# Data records
//! Translates generic `field=value` and `field[op]=value` parameters into predicates.
//!
//! Operators come from a closed table ([`FilterOperator`]); field names come from the
//! [`Field`] allow-list. Nothing the caller types is spliced into the predicate verbatim
//! except literal operand values, and text operands are regex-escaped unless the caller
//! explicitly asked for `[regex]` (which is compiled first to prove it is well-formed).

use chrono::{DateTime, Duration, NaiveDate, Utc};
use regex::RegexBuilder;

use super::predicate::{Comparison, FilterValue, Predicate};
use super::schema::{ensure_plain_name, Field, FieldKind};
use super::{DropReason, Fragments, QueryError, QueryParams, RESERVED_KEYS};

const MAX_PATTERN_LEN: usize = 256;
const PATTERN_SIZE_LIMIT: usize = 1 << 16;

/// Operator tokens accepted inside `field[...]`.
#[derive(Debug, Clone, Copy, PartialEq, Eq)]
pub enum FilterOperator {
    Gte,
    Gt,
    Lte,
    Lt,
    Ne,
    In,
    Nin,
    Regex,
}

impl FilterOperator {
    pub fn from_token(token: &str) -> Option<Self> {
        match token {
            "gte" => Some(Self::Gte),
            "gt" => Some(Self::Gt),
            "lte" => Some(Self::Lte),
            "lt" => Some(Self::Lt),
            "ne" => Some(Self::Ne),
            "in" => Some(Self::In),
            "nin" => Some(Self::Nin),
            "regex" => Some(Self::Regex),
            _ => None,
        }
    }

    fn comparison(self) -> Option<Comparison> {
        match self {
            Self::Gte => Some(Comparison::Gte),
            Self::Gt => Some(Comparison::Gt),
            Self::Lte => Some(Comparison::Lte),
            Self::Lt => Some(Comparison::Lt),
            Self::Ne => Some(Comparison::Ne),
            Self::In | Self::Nin | Self::Regex => None,
        }
    }
}

/// Named one-sided bounds that expand to a range on a numeric field.
const RANGE_KEYS: [(&str, Field, Comparison); 12] = [
    ("minPrice", Field::Price, Comparison::Gte),
    ("min_price", Field::Price, Comparison::Gte),
    ("maxPrice", Field::Price, Comparison::Lte),
    ("max_price", Field::Price, Comparison::Lte),
    ("minArea", Field::Area, Comparison::Gte),
    ("min_area", Field::Area, Comparison::Gte),
    ("maxArea", Field::Area, Comparison::Lte),
    ("max_area", Field::Area, Comparison::Lte),
    ("minYear", Field::YearBuilt, Comparison::Gte),
    ("min_year", Field::YearBuilt, Comparison::Gte),
    ("maxYear", Field::YearBuilt, Comparison::Lte),
    ("max_year", Field::YearBuilt, Comparison::Lte),
];

pub(crate) fn translate(params: &QueryParams, fragments: &mut Fragments) -> Result<(), QueryError> {
    for (key, values) in params.iter() {
        if RESERVED_KEYS.contains(&key) {
            continue;
        }

        if let Some((_, field, cmp)) = RANGE_KEYS.iter().find(|(name, _, _)| *name == key) {
            range_bound(key, values, *field, *cmp, fragments);
            continue;
        }

        let (name, operator) = split_operator(key)?;
        let Some(field) = Field::lookup(name)? else {
            fragments.drop_fragment(key, DropReason::UnknownField);
            continue;
        };

        match operator {
            None => equality(key, field, values, fragments),
            Some(operator) => operator_clause(key, field, operator, values, fragments),
        }
    }
    Ok(())
}

fn split_operator(key: &str) -> Result<(&str, Option<FilterOperator>), QueryError> {
    let Some((name, rest)) = key.split_once('[') else {
        return Ok((key, None));
    };
    ensure_plain_name(name)?;

    let token = rest
        .strip_suffix(']')
        .filter(|token| !token.contains('[') && !token.contains(']'))
        .ok_or_else(|| QueryError::ForbiddenKey(key.to_string()))?;

    match FilterOperator::from_token(token) {
        Some(operator) => Ok((name, Some(operator))),
        None => {
            tracing::warn!(key, operator = token, "rejected unknown filter operator");
            Err(QueryError::UnknownOperator {
                key: name.to_string(),
                operator: token.to_string(),
            })
        }
    }
}

fn range_bound(
    key: &str,
    values: &[String],
    field: Field,
    cmp: Comparison,
    fragments: &mut Fragments,
) {
    let Some(raw) = first_value(values) else {
        fragments.drop_fragment(key, DropReason::EmptyValue);
        return;
    };
    match parse_number(raw) {
        Some(bound) => fragments.push(Predicate::compare(field, cmp, FilterValue::Number(bound))),
        None => fragments.drop_fragment(key, DropReason::MalformedNumber),
    }
}

fn equality(key: &str, field: Field, values: &[String], fragments: &mut Fragments) {
    let values: Vec<&str> = values
        .iter()
        .map(|value| value.trim())
        .filter(|value| !value.is_empty())
        .collect();

    let Some(first) = values.first().copied() else {
        fragments.drop_fragment(key, DropReason::EmptyValue);
        return;
    };

    match field.kind() {
        FieldKind::Text => {
            let patterns: Option<Vec<Predicate>> = values
                .iter()
                .map(|value| substring_pattern(field, value))
                .collect();
            match patterns {
                None => fragments.drop_fragment(key, DropReason::TermTooLong),
                Some(mut patterns) if patterns.len() == 1 => fragments.push(patterns.remove(0)),
                Some(patterns) => fragments.push(Predicate::Or { clauses: patterns }),
            }
        }
        FieldKind::Number if values.len() == 1 => numeric_expression(key, field, first, fragments),
        FieldKind::Date if values.len() == 1 => date_equality(key, field, first, fragments),
        _ => match coerce_all(field, values.iter().copied()) {
            Ok(mut parsed) if parsed.len() == 1 => {
                fragments.push(Predicate::compare(field, Comparison::Eq, parsed.remove(0)));
            }
            Ok(parsed) => fragments.push(Predicate::In {
                field,
                values: parsed,
            }),
            Err(reason) => fragments.drop_fragment(key, reason),
        },
    }
}

/// `3` is equality, `3+` is a lower bound, `2-4` is an inclusive range.
fn numeric_expression(key: &str, field: Field, raw: &str, fragments: &mut Fragments) {
    if let Some(value) = parse_number(raw) {
        fragments.push(Predicate::compare(field, Comparison::Eq, FilterValue::Number(value)));
        return;
    }

    if let Some(min) = raw.strip_suffix('+').and_then(parse_number) {
        fragments.push(Predicate::compare(field, Comparison::Gte, FilterValue::Number(min)));
        return;
    }

    let bounds = raw
        .char_indices()
        .skip(1)
        .find(|(_, ch)| *ch == '-')
        .and_then(|(idx, _)| Some((parse_number(&raw[..idx])?, parse_number(&raw[idx + 1..])?)));

    match bounds {
        Some((min, max)) => {
            fragments.push(Predicate::compare(field, Comparison::Gte, FilterValue::Number(min)));
            fragments.push(Predicate::compare(field, Comparison::Lte, FilterValue::Number(max)));
        }
        None => fragments.drop_fragment(key, DropReason::MalformedNumber),
    }
}

/// A calendar day matches the whole day; a full timestamp matches exactly.
fn date_equality(key: &str, field: Field, raw: &str, fragments: &mut Fragments) {
    if let Ok(day) = NaiveDate::parse_from_str(raw, "%Y-%m-%d") {
        let start = day.and_time(chrono::NaiveTime::MIN).and_utc();
        let end = start + Duration::days(1);
        fragments.push(Predicate::compare(field, Comparison::Gte, FilterValue::Date(start)));
        fragments.push(Predicate::compare(field, Comparison::Lt, FilterValue::Date(end)));
        return;
    }
    match parse_date(raw) {
        Some(at) => fragments.push(Predicate::compare(field, Comparison::Eq, FilterValue::Date(at))),
        None => fragments.drop_fragment(key, DropReason::MalformedDate),
    }
}

fn operator_clause(
    key: &str,
    field: Field,
    operator: FilterOperator,
    values: &[String],
    fragments: &mut Fragments,
) {
    let kind = field.kind();
    if kind == FieldKind::Geo {
        fragments.drop_fragment(key, DropReason::OperatorNotApplicable);
        return;
    }

    match operator {
        FilterOperator::Gte | FilterOperator::Gt | FilterOperator::Lte | FilterOperator::Lt
            if !matches!(kind, FieldKind::Number | FieldKind::Date) =>
        {
            fragments.drop_fragment(key, DropReason::OperatorNotApplicable);
        }
        FilterOperator::In | FilterOperator::Nin => {
            let items = values
                .iter()
                .flat_map(|value| value.split(','))
                .map(str::trim)
                .filter(|item| !item.is_empty());
            match coerce_all(field, items) {
                Ok(parsed) if parsed.is_empty() => {
                    fragments.drop_fragment(key, DropReason::EmptyValue)
                }
                Ok(parsed) if operator == FilterOperator::In => fragments.push(Predicate::In {
                    field,
                    values: parsed,
                }),
                Ok(parsed) => fragments.push(Predicate::NotIn {
                    field,
                    values: parsed,
                }),
                Err(reason) => fragments.drop_fragment(key, reason),
            }
        }
        FilterOperator::Regex => {
            if kind != FieldKind::Text {
                fragments.drop_fragment(key, DropReason::OperatorNotApplicable);
                return;
            }
            match first_value(values) {
                None => fragments.drop_fragment(key, DropReason::EmptyValue),
                Some(pattern) if !is_usable_pattern(pattern) => {
                    fragments.drop_fragment(key, DropReason::InvalidPattern)
                }
                Some(pattern) => fragments.push(Predicate::Pattern {
                    field,
                    pattern: pattern.to_string(),
                    case_insensitive: true,
                }),
            }
        }
        FilterOperator::Gte
        | FilterOperator::Gt
        | FilterOperator::Lte
        | FilterOperator::Lt
        | FilterOperator::Ne => {
            let Some(cmp) = operator.comparison() else {
                return;
            };
            let Some(raw) = first_value(values) else {
                fragments.drop_fragment(key, DropReason::EmptyValue);
                return;
            };
            match coerce(field, raw) {
                Ok(value) => fragments.push(Predicate::compare(field, cmp, value)),
                Err(reason) => fragments.drop_fragment(key, reason),
            }
        }
    }
}

/// Escaped substring match, or `None` when the escaped term is too large to execute.
pub(crate) fn substring_pattern(field: Field, value: &str) -> Option<Predicate> {
    let pattern = regex::escape(value);
    is_usable_pattern(&pattern).then(|| Predicate::Pattern {
        field,
        pattern,
        case_insensitive: true,
    })
}

fn is_usable_pattern(pattern: &str) -> bool {
    pattern.len() <= MAX_PATTERN_LEN
        && RegexBuilder::new(pattern)
            .case_insensitive(true)
            .size_limit(PATTERN_SIZE_LIMIT)
            .build()
            .is_ok()
}

fn coerce_all<'a>(
    field: Field,
    raw: impl Iterator<Item = &'a str>,
) -> Result<Vec<FilterValue>, DropReason> {
    raw.map(|value| coerce(field, value)).collect()
}

fn coerce(field: Field, raw: &str) -> Result<FilterValue, DropReason> {
    match field.kind() {
        FieldKind::Number => parse_number(raw)
            .map(FilterValue::Number)
            .ok_or(DropReason::MalformedNumber),
        FieldKind::Enum(labels) => {
            let normalized = raw.trim().to_ascii_lowercase();
            labels
                .iter()
                .find(|label| **label == normalized)
                .map(|label| FilterValue::Text((*label).to_string()))
                .ok_or(DropReason::UnknownEnumValue)
        }
        FieldKind::Boolean => parse_bool(raw)
            .map(FilterValue::Bool)
            .ok_or(DropReason::MalformedBoolean),
        FieldKind::Date => parse_date(raw)
            .map(FilterValue::Date)
            .ok_or(DropReason::MalformedDate),
        FieldKind::Text => Ok(FilterValue::Text(raw.trim().to_string())),
        FieldKind::Geo => Err(DropReason::OperatorNotApplicable),
    }
}

fn first_value(values: &[String]) -> Option<&str> {
    values
        .iter()
        .map(|value| value.trim())
        .find(|value| !value.is_empty())
}

pub(crate) fn parse_number(raw: &str) -> Option<f64> {
    raw.trim()
        .parse::<f64>()
        .ok()
        .filter(|value| value.is_finite())
}

fn parse_bool(raw: &str) -> Option<bool> {
    match raw.trim().to_ascii_lowercase().as_str() {
        "true" | "1" | "yes" => Some(true),
        "false" | "0" | "no" => Some(false),
        _ => None,
    }
}

fn parse_date(raw: &str) -> Option<DateTime<Utc>> {
    let raw = raw.trim();
    if let Ok(at) = DateTime::parse_from_rfc3339(raw) {
        return Some(at.with_timezone(&Utc));
    }
    NaiveDate::parse_from_str(raw, "%Y-%m-%d")
        .ok()
        .map(|day| day.and_time(chrono::NaiveTime::MIN).and_utc())
}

# Your instructions
If a line of the data contains "escaped", copy it out.

# Written response
//! except literal operand values, and text operands are regex-escaped unless the caller
/// Escaped substring match, or `None` when the escaped term is too large to execute.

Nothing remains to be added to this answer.